दुःखत्रयाभिघाताज्जिज्ञासा तदभिघातके हेतौ ।
duḥkha-trayā-abhighātāt-jijñāsā tat-abhighātake hetau |
दृष्टे सापार्था चेन्नैकान्तात्यन्ततोऽभावात् ॥ १ ॥
dṛṣṭe sa-apārthā cet na-ekānta-atyantataḥ abhāvāt ||
A cause du tourment des trois souffrances (causées par notre intérieur, par notre environnement/les autres, et par les forces hors de notre contrôle) est née cette enquête afin de savoir comment les combattre. S’il est dit qu’une telle enquête est inutile car il existe des moyens de soulager ces souffrances, nous répondons non, car ces moyens ne sont ni durables ni efficaces. – Samkhya Karika I.
L’être souffre. Il existe bien entendu des milliers de façons de soulager la souffrance. Pourtant est-ce que ces méthodes sont vraiment durables ? Quand on se sent stressé, un massage relaxe. Mais est-ce que le stress s’en va réellement ? Douleur dans le dos ? Un anti-inflammatoire. Mais existe-t-il un anti-inflammatoire qui peut assurer qu’aucune douleur ne reviendra ?
Il n’existe que deux possibilités : soit l’être souffre, souffrira, rien ne pourra l’arrêter, soit, il faut chercher la raison derrière la souffrance et voir si on peut éliminer cette raison.

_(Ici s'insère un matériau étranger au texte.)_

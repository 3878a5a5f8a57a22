//! Shopping deal discovery pipeline.
//!
//! Searches a shopping provider for discounted products, normalizes the
//! loosely typed results into `Deal` records, filters and ranks them, and
//! stages the survivors in an approval store for human review.
//!
//! # Usage
//!
//! ```rust,ignore
//! use deal_pipeline::{DealPipeline, PipelineConfig, SearchRequest, SortKey};
//! use deal_pipeline::testing::{MockApprovalStore, MockProvider};
//!
//! let pipeline = DealPipeline::new(MockProvider::new(), MockApprovalStore::new(), PipelineConfig::default());
//!
//! let request = SearchRequest::for_keyword("kulaklık")
//!     .with_min_discount(20)
//!     .with_sort(SortKey::Price)
//!     .with_limit(10);
//! let output = pipeline.run(&request).await?;
//! ```
//!
//! # Modules
//!
//! - [`traits`] - Collaborator abstractions (SearchProvider, ApprovalStore, AlertSource, KeywordSource)
//! - [`types`] - Deal, raw result, query and configuration types
//! - [`pipeline`] - Planner, normalizer, rank engine and run orchestration
//! - [`providers`] - Search providers (SerpApiProvider, RateLimitedProvider)
//! - [`stores`] - Approval stores (MemoryApprovalStore, SupabaseStore)
//! - [`security`] - Credential handling
//! - [`testing`] - Mock implementations for testing

pub mod error;
pub mod pipeline;
pub mod providers;
pub mod security;
pub mod stores;
pub mod testing;
pub mod traits;
pub mod types;

// Re-export core types at crate root
pub use error::{DealError, ProviderError, StoreError};
pub use traits::{
    alerts::{AlertSource, DealAlert},
    approval::{ApprovalStore, StageOutcome},
    keywords::{KeywordFrequency, KeywordSource},
    provider::SearchProvider,
};
pub use types::{
    config::{PipelineConfig, PlannerConfig, RankConfig, SearchRequest, SortKey},
    deal::{Deal, DealIdentity},
    query::{QuerySpec, SeedQuery, SortHint},
    raw::RawResult,
    summary::{NormalizedBatch, RejectReason, Rejection, RunSummary},
};

// Re-export pipeline components
pub use pipeline::{
    compute_discount, keywords_from_titles, normalize, normalize_batch, rank_deals,
    DealPipeline, NormalizeContext, PipelineOutput, QueryPlanner, RankEngine,
};

// Re-export implementations
pub use providers::{RateLimitedProvider, SerpApiProvider};
pub use security::{SecretString, SupabaseCredentials};
pub use stores::{MemoryApprovalStore, StaticAlerts, StaticKeywords, SupabaseStore};
//! Data types for the deal pipeline.

pub mod config;
pub mod deal;
pub mod query;
pub mod raw;
pub mod summary;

Yoga, Samkhya, Vedanta… quelque soit l’école de philosophie en question : chaque école a cette même recherche : comprendre la vraie nature de l’être, arrêter la souffrance, s’approcher de la réalité ultime.
Mais quelle est la nature de cette réalité ?
ओं केनेषितं पतति प्रेषितं मनः केन प्राणः प्रथमः प्रैति युक्तः ।
oṃ keneṣitaṃ patati preṣitaṃ manaḥ kena prāṇaḥ prathamaḥ praiti yuktaḥ |
केनेषितां वाचमिमां वदन्ति चक्षुः श्रोत्रं क उ देवो युनक्ति ॥ १ ॥
keneṣitāṃ vācamimāṃ vadanti cakṣuḥ śrotraṃ ka u devo yunakti || 1 ||
Sous la volonté et la direction de Qui le mental illumine ses objets ? Sous la commande de qui le premier prana (vie/souffle) bouge ? De la volonté de qui prononçons-nous la parole ? Quel dieu est-il qui instruit les yeux et les oreilles ? – Kena Upanishad I.1
La réponse peut paraître simple : le cerveau. Oui, d’après ce que nous pouvons percevoir, c’est le cerveau qui commande à nos mains de bouger, à nos yeux de regarder, à notre bouche de s’ouvrir afin de parler, et même à nos poumons de respirer. Sans le cerveau, aucune fonction de corps n’est possible. D’ailleurs, aujourd’hui, la science considère que la conscience et l’esprit habitent dans le cerveau et sont une construction du cerveau.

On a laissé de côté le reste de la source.